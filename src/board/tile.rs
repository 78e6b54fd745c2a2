//! Tiles and links: the nodes and edges of the board graph.
//!
//! Tiles refer to their neighbors by id only; all lookups go through the
//! owning [`Board`](super::Board).

use super::state::PlayerId;

/// Index of a tile on the board.
pub type TileId = usize;

/// Index of a link on the board.
pub type LinkId = usize;

/// A territory on the board.
#[derive(Debug, Clone, PartialEq, Eq)]
pub struct Tile {
    pub id: TileId,
    /// Controlling player, or `None` while the tile is unowned.
    pub owner: Option<PlayerId>,
    pub garrison: u32,
    pub neighbors: Vec<TileId>,
}

impl Tile {
    /// Creates an unowned, empty tile with no neighbors.
    pub fn new(id: TileId) -> Self {
        Tile {
            id,
            owner: None,
            garrison: 0,
            neighbors: Vec::new(),
        }
    }

    /// Registers a neighboring tile.
    pub fn add_neighbor(&mut self, neighbor: TileId) {
        self.neighbors.push(neighbor);
    }

    /// Returns true if the tile is controlled by `player`.
    pub fn is_owned_by(&self, player: PlayerId) -> bool {
        self.owner == Some(player)
    }
}

/// An undirected edge between two tiles, stored low-id-first.
#[derive(Debug, Clone, Copy, PartialEq, Eq, Hash)]
pub struct Link {
    pub id: LinkId,
    pub a: TileId,
    pub b: TileId,
}

impl Link {
    /// Orders a tile pair low-id-first.
    pub const fn canonical(x: TileId, y: TileId) -> (TileId, TileId) {
        if x > y {
            (y, x)
        } else {
            (x, y)
        }
    }

    /// Returns the endpoint opposite `from`, or `None` if `from` is not an endpoint.
    pub fn other_endpoint(&self, from: TileId) -> Option<TileId> {
        if from == self.a {
            Some(self.b)
        } else if from == self.b {
            Some(self.a)
        } else {
            None
        }
    }
}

● ● ● ●

* PROBLEM DESCRIPTION
Only the lines from the start of the material through the line containing "with no neighbors." should be repeated, and they should be repeated exactly.

* RESULT OF THIS TASK
filename src/board/tile.rs
repository 78e6b54fd745c2a2
//! Tiles and links: the nodes and edges of the board graph.
//!
//! Tiles refer to their neighbors by id only; all lookups go through the
//! owning [`Board`](super::Board).

use super::state::PlayerId;

/// Index of a tile on the board.
pub type TileId = usize;

/// Index of a link on the board.
pub type LinkId = usize;

/// A territory on the board.
#[derive(Debug, Clone, PartialEq, Eq)]
pub struct Tile {
    pub id: TileId,
    /// Controlling player, or `None` while the tile is unowned.
    pub owner: Option<PlayerId>,
    pub garrison: u32,
    pub neighbors: Vec<TileId>,
}

impl Tile {
    /// Creates an unowned, empty tile with no neighbors.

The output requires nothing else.